My Lords, I am grateful to the Minister, as ever, for his courteous and full reply. Might I just say, in the best possible spirit, that he is rather over-egging it if he says that there is a consensus on the need for the pilot projects. There is a consensus that the pilot projects are going to take place. I am not at all sure that anyone on this side of the House would have begun to go down this road at all. The Minister must not make an assumption, much as I dislike having to deny him any joy from having built bridges across the Floor of the House.

I noted the Minister's remark about the practicality of our amendments. As I said in Committee, I am not one to die in a ditch on wording. I believe that the whole point of having a discussion of this kind is to listen reasonably to each other and, if I take the point that the Minister makes, I am prepared to look at how we might put forward an amendment to make our point in a more reasonable way that meets his own observations. That is something that we want to take seriously.

As I am sure the Minister will realise, our concern is simply that if the "pilot projects" genuinely are pilot projects and are to be evaluated, it is essential that this House and the other place should have an opportunity to carry out that evaluation before deciding to go down this road. With all due candour—the polite way, I believe, of putting it these days—it will not wash to say that it is frustrating for those who want to do it. We are talking about the responsibility of Parliament, and we must have sounder and more full information on which to base our decisions.
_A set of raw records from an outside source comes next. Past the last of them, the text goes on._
//! ratelimitd - distributed rate-limiting decision service
//!
//! Admit/deny decisions shared across a fleet through Redis.

use ratelimitd::server;
use tracing::Level;

#[tokio::main]
async fn main() -> Result<(), Box<dyn std::error::Error + Send + Sync>> {
    // Initialize logging system
    tracing_subscriber::fmt()
        .with_max_level(Level::INFO)
        .with_target(false)
        .with_thread_ids(false)
        .init();

    server::run_server().await.map_err(|e| e.into())
}
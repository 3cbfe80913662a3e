//! # ratelimitd
//!
//! Distributed rate-limiting decision service. Callers submit a fingerprint
//! (user id, API key, any opaque identifier) plus a policy of limit, window,
//! algorithm, and optional token cost, and receive an admit/deny decision
//! with the bookkeeping needed to pace themselves: remaining budget, a reset
//! instant, and a retry hint on denial.
//!
//! ## Features
//!
//! - **Three algorithms**: token bucket, fixed window, sliding window
//! - **Globally consistent**: per-fingerprint state lives in Redis and every
//!   state transition runs as a single server-side atomic program
//! - **Fail-open**: a store fault admits the request instead of failing it
//! - **Self-expiring state**: idle fingerprints cost nothing
//! - **Single-instance mode**: in-process store when Redis is disabled
//!
//! ## Quick Start
//!
//! ```rust,no_run
//! use std::sync::Arc;
//!
//! use ratelimitd::core::{Clock, DecisionRequest, Dispatcher, SystemClock};
//! use ratelimitd::storage::MemoryExecutor;
//!
//! #[tokio::main]
//! async fn main() -> Result<(), Box<dyn std::error::Error>> {
//!     let clock: Arc<dyn Clock> = Arc::new(SystemClock);
//!     let executor = Arc::new(MemoryExecutor::new(Arc::clone(&clock)));
//!     let dispatcher = Dispatcher::new(executor, clock);
//!
//!     let request = DecisionRequest::new("user-42", 100, 60);
//!     let decision = dispatcher.decide(&request).await?;
//!     println!("allowed: {}, remaining: {}", decision.allowed, decision.remaining);
//!     Ok(())
//! }
//! ```
//!
//! ## Service Mode
//!
//! ```rust,no_run
//! #[tokio::main]
//! async fn main() -> Result<(), Box<dyn std::error::Error + Send + Sync>> {
//!     ratelimitd::server::run_server().await.map_err(|e| e.into())
//! }
//! ```

#![warn(clippy::all)]

pub mod config;
pub mod core;
pub mod server;
pub mod storage;
pub mod utils;

// Re-export main types
pub use crate::config::Config;
pub use crate::core::{Algorithm, DecisionRequest, DecisionResponse, Dispatcher};
pub use crate::utils::error::{LimiterError, Result};

/// Current version of the crate
pub const VERSION: &str = env!("CARGO_PKG_VERSION");
/// Name of the crate
pub const NAME: &str = env!("CARGO_PKG_NAME");

#[cfg(test)]
mod tests {
    use super::*;

    #[test]
    fn test_constants() {
        assert_eq!(VERSION, env!("CARGO_PKG_VERSION"));
        assert_eq!(NAME, env!("CARGO_PKG_NAME"));
    }
}
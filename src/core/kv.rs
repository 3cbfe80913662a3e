//! Store executor seam shared by every decision engine.

use std::collections::HashMap;

use async_trait::async_trait;

use crate::utils::error::{LimiterError, Result};

/// A named server-side program executed indivisibly by the store.
///
/// The source is Lua, compiled once per process; the name lets non-Lua
/// backends dispatch to a native implementation of the same transition.
#[derive(Debug, Clone, Copy)]
pub struct AtomicProgram {
    /// Stable identifier of the transition.
    pub name: &'static str,
    /// Lua source submitted to the store.
    pub source: &'static str,
}

/// One scalar in an atomic program's reply tuple.
///
/// Store replies are self-describing; the accessors normalize into native
/// values, parsing decimal strings where the store cannot carry a real
/// without truncation.
#[derive(Debug, Clone, PartialEq)]
pub enum KvScalar {
    Int(i64),
    Real(f64),
    Text(String),
}

impl KvScalar {
    /// Integer reading of the scalar.
    pub fn as_i64(&self) -> Result<i64> {
        match self {
            KvScalar::Int(v) => Ok(*v),
            KvScalar::Real(v) => Ok(*v as i64),
            KvScalar::Text(s) => s.trim().parse::<i64>().map_err(|_| {
                LimiterError::Protocol(format!("expected integer scalar, got {:?}", s))
            }),
        }
    }

    /// Real-number reading of the scalar.
    pub fn as_f64(&self) -> Result<f64> {
        match self {
            KvScalar::Int(v) => Ok(*v as f64),
            KvScalar::Real(v) => Ok(*v),
            KvScalar::Text(s) => s.trim().parse::<f64>().map_err(|_| {
                LimiterError::Protocol(format!("expected real scalar, got {:?}", s))
            }),
        }
    }
}

/// Interface to the shared KV store.
///
/// Every per-fingerprint state transition flows through `eval`; the remaining
/// operations are read-only debugging and liveness hooks. Implementations
/// must be safe for concurrent use, since all engines share one handle.
#[async_trait]
pub trait KvExecutor: Send + Sync {
    /// Execute an atomic program against `keys` with string `args` and
    /// return its reply tuple.
    async fn eval(
        &self,
        program: &AtomicProgram,
        keys: &[String],
        args: &[String],
    ) -> Result<Vec<KvScalar>>;

    /// Read every field of a hash key. Missing keys yield an empty map.
    async fn hash_read_all(&self, key: &str) -> Result<HashMap<String, String>>;

    /// Read the full contents of a sorted set with scores, ascending.
    async fn sorted_set_range_with_scores(&self, key: &str) -> Result<Vec<(String, f64)>>;

    /// Liveness probe against the store.
    async fn ping(&self) -> Result<()>;
}

#[cfg(test)]
mod tests {
    use super::*;

    #[test]
    fn scalar_integer_readings() {
        assert_eq!(KvScalar::Int(7).as_i64().unwrap(), 7);
        assert_eq!(KvScalar::Real(7.9).as_i64().unwrap(), 7);
        assert_eq!(KvScalar::Text("42".to_string()).as_i64().unwrap(), 42);
        assert!(KvScalar::Text("seven".to_string()).as_i64().is_err());
    }

    #[test]
    fn scalar_real_readings() {
        assert_eq!(KvScalar::Int(3).as_f64().unwrap(), 3.0);
        assert_eq!(KvScalar::Real(2.5).as_f64().unwrap(), 2.5);
        assert_eq!(KvScalar::Text("9.25".to_string()).as_f64().unwrap(), 9.25);
        assert!(KvScalar::Text("".to_string()).as_f64().is_err());
    }
}
//! Rate limit decision endpoint.

use actix_web::{web, HttpResponse};
use serde_json::json;
use tracing::{error, info};

use crate::core::types::DecisionRequest;
use crate::server::AppState;
use crate::utils::error::LimiterError;

/// POST /api/v1/ratelimit
///
/// Returns 200 with the decision for any well-formed request, admit or deny;
/// 400 with an error body for malformed input. Store trouble never surfaces
/// here; the dispatcher admits on store faults.
pub async fn check_rate_limit(
    state: web::Data<AppState>,
    request: web::Json<DecisionRequest>,
) -> HttpResponse {
    let request = request.into_inner();

    match state.dispatcher.decide(&request).await {
        Ok(decision) => {
            state.metrics.record(decision.allowed);
            info!(
                fingerprint = %request.fingerprint,
                algorithm = %decision.algorithm,
                allowed = decision.allowed,
                remaining = decision.remaining,
                "rate limit decision"
            );
            HttpResponse::Ok().json(decision)
        }
        Err(LimiterError::Validation(message)) => {
            state.metrics.record_rejected();
            HttpResponse::BadRequest().json(json!({ "error": message }))
        }
        Err(err) => {
            error!(error = %err, "decision failed");
            HttpResponse::InternalServerError().json(json!({ "error": err.to_string() }))
        }
    }
}
//! Storage configuration

use serde::{Deserialize, Serialize};

use super::default_connection_timeout;

/// Redis configuration
#[derive(Debug, Clone, Serialize, Deserialize)]
pub struct RedisConfig {
    /// Redis URL
    #[serde(default = "default_redis_url")]
    pub url: String,
    /// Enable Redis (if false, use the in-process store)
    #[serde(default = "default_redis_enabled")]
    pub enabled: bool,
    /// Per-request deadline in seconds
    #[serde(default = "default_connection_timeout")]
    pub connection_timeout: u64,
}

impl Default for RedisConfig {
    fn default() -> Self {
        Self {
            url: default_redis_url(),
            enabled: default_redis_enabled(),
            connection_timeout: default_connection_timeout(),
        }
    }
}

impl RedisConfig {
    /// Validate Redis settings
    pub fn validate(&self) -> Result<(), String> {
        if self.enabled {
            let parsed = url::Url::parse(&self.url)
                .map_err(|e| format!("invalid Redis URL: {}", e))?;
            if !matches!(parsed.scheme(), "redis" | "rediss") {
                return Err(format!("unsupported Redis URL scheme: {}", parsed.scheme()));
            }
        }
        if self.connection_timeout == 0 {
            return Err("connection_timeout must be non-zero".to_string());
        }
        Ok(())
    }

    /// Merge Redis configurations (other takes precedence)
    pub fn merge(mut self, other: Self) -> Self {
        if !other.url.is_empty() && other.url != default_redis_url() {
            self.url = other.url;
        }
        if other.enabled != default_redis_enabled() {
            self.enabled = other.enabled;
        }
        if other.connection_timeout != default_connection_timeout() {
            self.connection_timeout = other.connection_timeout;
        }
        self
    }
}

fn default_redis_url() -> String {
    "redis://localhost:6379".to_string()
}

fn default_redis_enabled() -> bool {
    true
}
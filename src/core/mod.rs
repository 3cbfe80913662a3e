//! Rate limit decision core.
//!
//! ## Module Structure
//!
//! - `clock` - wall-clock abstraction, read once per decision
//! - `kv` - store executor seam and scalar normalization
//! - `types` - request/response/policy types and persisted key formats
//! - `dispatcher` - validation, defaults, engine dispatch, fail-open
//! - `token_bucket`, `fixed_window`, `sliding_window` - the engines
//! - `introspect` - read-only state views

pub mod clock;
pub mod dispatcher;
pub mod fixed_window;
pub mod introspect;
pub mod kv;
pub mod sliding_window;
pub mod token_bucket;
pub mod types;


// Re-export public types
pub use clock::{Clock, ManualClock, SystemClock};
pub use dispatcher::Dispatcher;
pub use introspect::{Introspector, SlidingWindowEntry};
pub use kv::{AtomicProgram, KvExecutor, KvScalar};
pub use types::{Algorithm, DecisionRequest, DecisionResponse, Policy};
//! Configuration models

mod server;
mod storage;

pub use server::ServerConfig;
pub use storage::RedisConfig;

pub(crate) fn default_connection_timeout() -> u64 {
    5
}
I noted some of the Minister's remarks. He is always very open with us, and we appreciate that. I am sure, therefore, that he will take the point when I try to emphasise some of the doubts that he has raised tonight. He said, for example, in relation to pensions that "work is continuing." I should have thought that if one was entering into a pilot project on a scheme, pensions and what was to be done about them would have been fully tied up and would be known before the project started.

Earl Howe

My Lords, perhaps I may assist the noble Lord. I apologise if I did not make that clear. MLSE soldiers will also benefit from the Armed Forces pension scheme which, as the noble Lord knows, is non-contributory; but work is continuing on how precisely that will be implemented.

Lord Judd

My Lords, I am sure it is very reassuring to know that they will benefit. But how long is a piece of string? The Minister has given no indication whatever as to how they will benefit. That must underline anxieties about how much detailed thinking and proper forecasting took place as to the basis for a sensible pilot project.

The Minister also referred to the fact that the reserve liability of civilians recruited for the MPGS has yet to be decided. That again rather emphasises the uncertainties that surround the whole scheme.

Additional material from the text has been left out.